L’operazione è stata condotta dai carabinieri del Nucleo investigativo di Torre Annunziata, in collaborazione con il Nucleo investigativo dei militari di Gorizia.

Una vasta rete specializzata, tra lo spaccio di stupefacenti e la richiesta del “pizzo” imposto a imprenditori e commercianti di Torre Annunziata, costretti a “mantenere” gli affiliati detenuti e le loro famiglie, comprese le spese legali e processuali, nonchè a fornire servizi e prestazioni gratuite. E l’indagine partenopea dunque è approdata a Monfalcone. Dove Antonio Palumbo ha “preso casa” e lavoro nel cantiere navale.

L’uomo è stato arrestato ieri mattina alle 5, quando si sono presentati i carabinieri nella sua abitazione in via Fontanot. In città era giunto sei mesi fa, grazie al posto trovato in una delle ditte di appalto. Un trasloco in un territorio tranquillo, è stato riferito. Il 34enne è accusato di estorsione ai danni di un imprenditore di Torre Annunziata. Fatti, pertanto, ricondotti alla terra campana. Gli inquirenti hanno spiegato, infatti, che tutte le attività illecite si sono consumante a Torre Annunziata e comuni limitrofi. Con ciò, pertanto, escludendo, almeno ad oggi, eventuali “connessioni” con il nostro territorio e con il cantiere.

L’incipit inquirente risale al febbraio 2015, a seguito del tentato omicidio di Giuseppe Leo. Un agguato che aveva sorpreso l’uomo in un’area di servizio in pieno centro urbano di Torre Annunziata. Due killer allora, a bordo di una moto e armati di pistola, avevano esploso diversi colpi di arma da fuoco, uno dei quali lo colpì alla testa. La morte di Leo, ordinata dai vertici del clan, voleva essere esemplare, un monito escaltante: Leo si era infatti ribellato al pagamento di una tangente richiesta quale “regalo di Natale per i carcerati”. Il percorso investigativo ha focalizzato anche l’ascesa criminale di Pietro Izzo, 40 anni, individuato quale capo del gruppo riconducibile a quel clan, esecutore del tentato omicidio di Leo, nonchè referente del giro di estorsioni per conto del sodalizio a Torre Annunziata.

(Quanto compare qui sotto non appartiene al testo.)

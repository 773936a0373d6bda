use crate::traits::ResampleOps;
use anyhow::Context;
use candle_core::{Device, Tensor};

/// Alpha-composite `source` over `destination` through `mask`
///
/// Both latents are `(N, C, H, W)`. The mask may be `(H, W)` or
/// `(N, H, W)` and is bilinearly resampled to the source's spatial
/// dims, then feathered by a linear ramp over `feather` cells at each
/// edge of the paste rectangle. The source is pasted at offset
/// `(x, y)`, cropped to what fits inside the destination.
///
/// out = m * src + (1 - m) * dst, elementwise inside the overlap
///
pub fn composite(
    destination: &Tensor,
    source: &Tensor,
    x: usize,
    y: usize,
    mask: &Tensor,
    feather: usize,
) -> anyhow::Result<Tensor> {
    let (nn, cc, dh, dw) = destination
        .dims4()
        .context("composite destination must be (N, C, H, W)")?;
    let (sn, sc, sh, sw) = source
        .dims4()
        .context("composite source must be (N, C, H, W)")?;

    if sn != nn || sc != cc {
        anyhow::bail!(
            "composite batch/channel mismatch: destination ({}, {}), source ({}, {})",
            nn,
            cc,
            sn,
            sc
        );
    }

    if x >= dw || y >= dh {
        anyhow::bail!(
            "paste offset ({}, {}) is outside a ({}, {}) destination",
            x,
            y,
            dh,
            dw
        );
    }

    let ph = sh.min(dh - y);
    let pw = sw.min(dw - x);
    if ph == 0 || pw == 0 {
        anyhow::bail!("composite overlap is empty");
    }

    let m = resample_mask(mask, nn, sh, sw)?;
    let m = m.flatten_all()?.to_vec1::<f32>()?;

    let dst = destination.contiguous()?.flatten_all()?.to_vec1::<f32>()?;
    let src = source.contiguous()?.flatten_all()?.to_vec1::<f32>()?;

    let mut out = dst;
    for b in 0..nn {
        for c in 0..cc {
            for py in 0..ph {
                for px in 0..pw {
                    let alpha = m[(b * sh + py) * sw + px] * edge_ramp(py, px, ph, pw, feather);
                    let d_idx = ((b * cc + c) * dh + y + py) * dw + x + px;
                    let s_idx = ((b * cc + c) * sh + py) * sw + px;
                    out[d_idx] = alpha * src[s_idx] + (1. - alpha) * out[d_idx];
                }
            }
        }
    }

    Ok(Tensor::from_vec(out, (nn, cc, dh, dw), &Device::Cpu)?)
}

/// linear falloff to zero over `feather` cells from each paste edge
fn edge_ramp(py: usize, px: usize, ph: usize, pw: usize, feather: usize) -> f32 {
    if feather == 0 {
        return 1.;
    }
    let f = (feather + 1) as f32;
    let dist = py.min(ph - 1 - py).min(px).min(pw - 1 - px);
    (((dist + 1) as f32) / f).min(1.)
}

fn resample_mask(mask: &Tensor, nn: usize, sh: usize, sw: usize) -> anyhow::Result<Tensor> {
    let m_n1hw = match mask.dims() {
        [h, w] => mask
            .reshape((1, 1, *h, *w))?
            .broadcast_as((nn, 1, *h, *w))?
            .contiguous()?,
        [n, h, w] => {
            if *n != nn {
                anyhow::bail!("mask batch {} does not match latent batch {}", n, nn);
            }
            mask.reshape((*n, 1, *h, *w))?
        }
        other => anyhow::bail!("mask must be (H, W) or (N, H, W), found {:?}", other),
    };

    let (_, _, mh, mw) = m_n1hw.dims4()?;
    let m = if (mh, mw) != (sh, sw) {
        m_n1hw.resize_bilinear(sh, sw)?
    } else {
        m_n1hw
    };

    Ok(m.clamp(0_f32, 1_f32)?)
}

Regole impietose e feroci. Come il pagamento del “regalo per i carcerati” a colpi di intimidazione. Estorsioni a imprenditori e commercianti minacciati all’insegna di “ultimatum” del tipo «se vuoi lavorare tranquillo prepara la busta», oppure «qua ci vuole il regalo di Pasqua», e la raccomandazione di ricordarsi di avere a che dare con “quelli dell’Annunziata”.

Messaggi minatori preannunciati dalla presentazione “mi manda il palazzo”, a far subito capire con chi le vittime avevano a che fare, considerato che il clan Gionta aveva la sua roccaforte a palazzo Fienga. Il rifiuto significava immediata ritorsione. Come nel caso di una società di trasporti che per non aver onorato il “regalo di Pasqua per quelli del palazzo”, nel marzo 2015 era stata danneggiata dai colpi d’arma da fuoco alla sua sede. Mandante sempre Izzo, ha ricostruito sempre l’indagine partenopea. Il 7 aprile sono partiti gli arresti degli esecutori, Salvatore Bonosore e Salvatore Bevilacqua.